RECORD EXTRACTS START

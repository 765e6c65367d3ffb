//! Auto Battle Example
//!
//! Picks Squirtle, starts a match against whatever opponent the game
//! service deals, and plays random moves until the match concludes.

use anyhow::Result;
use dexter_client::{
    BattleSession, CardView, Outcome, Phase, Presenter, RosterEntry, TurnReport,
};
use rand::Rng;

struct ConsoleView;

impl Presenter for ConsoleView {
    fn on_card(&mut self, card: &CardView) {
        println!("Fighting as {} ({})", card.name, card.hp_text);
    }

    fn on_match_started(&mut self, opponent: &CardView) {
        println!("Opponent: {} ({})", opponent.name, opponent.hp_text);
    }

    fn on_turn(&mut self, report: &TurnReport) {
        println!("  {}", report.summary.local_line());
        if let Some(line) = report.summary.opponent_line() {
            println!("  {line}");
        }
        println!(
            "  you: {} ({:.0}%){}   them: {} ({:.0}%)",
            report.player.hp_text(),
            report.player.percent,
            if report.player.low_health { " LOW" } else { "" },
            report.opponent.hp_text(),
            report.opponent.percent,
        );
    }

    fn on_match_ended(&mut self, outcome: Outcome) {
        match outcome {
            Outcome::Won => println!("You won!"),
            Outcome::Lost => println!("You lost!"),
        }
    }

    fn on_entry_revealed(&mut self, entry: &RosterEntry) {
        println!("{} added to your pokedex!", entry.name);
    }
}

#[tokio::main]
async fn main() -> Result<()> {
    let mut session = BattleSession::new();
    let mut view = ConsoleView;

    session.load_catalog(&mut view).await?;
    session.view_card("squirtle", &mut view).await?;
    session.start_match(&mut view).await?;

    let mut rng = rand::thread_rng();
    while session.state().phase() == Phase::InProgress {
        let moves = session
            .state()
            .player()
            .map(|combatant| combatant.move_count())
            .unwrap_or(0);
        if moves == 0 {
            break;
        }
        session.play_move(rng.gen_range(0..moves), &mut view).await?;
    }

    session.return_to_catalog(&mut view)?;
    Ok(())
}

RECORD EXTRACTS END

# [WHAT THE TASK ASKS]
The material above is to be transcribed in full, exactly as it appears.

# [OUTPUT OF THE EXERCISE]
repository 765e6c65367d3ffb
//! Auto Battle Example
//!
//! Picks Squirtle, starts a match against whatever opponent the game
//! service deals, and plays random moves until the match concludes.

use anyhow::Result;
use dexter_client::{
    BattleSession, CardView, Outcome, Phase, Presenter, RosterEntry, TurnReport,
};
use rand::Rng;

struct ConsoleView;

impl Presenter for ConsoleView {
    fn on_card(&mut self, card: &CardView) {
        println!("Fighting as {} ({})", card.name, card.hp_text);
    }

    fn on_match_started(&mut self, opponent: &CardView) {
        println!("Opponent: {} ({})", opponent.name, opponent.hp_text);
    }

    fn on_turn(&mut self, report: &TurnReport) {
        println!("  {}", report.summary.local_line());
        if let Some(line) = report.summary.opponent_line() {
            println!("  {line}");
        }
        println!(
            "  you: {} ({:.0}%){}   them: {} ({:.0}%)",
            report.player.hp_text(),
            report.player.percent,
            if report.player.low_health { " LOW" } else { "" },
            report.opponent.hp_text(),
            report.opponent.percent,
        );
    }

    fn on_match_ended(&mut self, outcome: Outcome) {
        match outcome {
            Outcome::Won => println!("You won!"),
            Outcome::Lost => println!("You lost!"),
        }
    }

    fn on_entry_revealed(&mut self, entry: &RosterEntry) {
        println!("{} added to your pokedex!", entry.name);
    }
}

#[tokio::main]
async fn main() -> Result<()> {
    let mut session = BattleSession::new();
    let mut view = ConsoleView;

    session.load_catalog(&mut view).await?;
    session.view_card("squirtle", &mut view).await?;
    session.start_match(&mut view).await?;

    let mut rng = rand::thread_rng();
    while session.state().phase() == Phase::InProgress {
        let moves = session
            .state()
            .player()
            .map(|combatant| combatant.move_count())
            .unwrap_or(0);
        if moves == 0 {
            break;
        }
        session.play_move(rng.gen_range(0..moves), &mut view).await?;
    }

    session.return_to_catalog(&mut view)?;
    Ok(())
}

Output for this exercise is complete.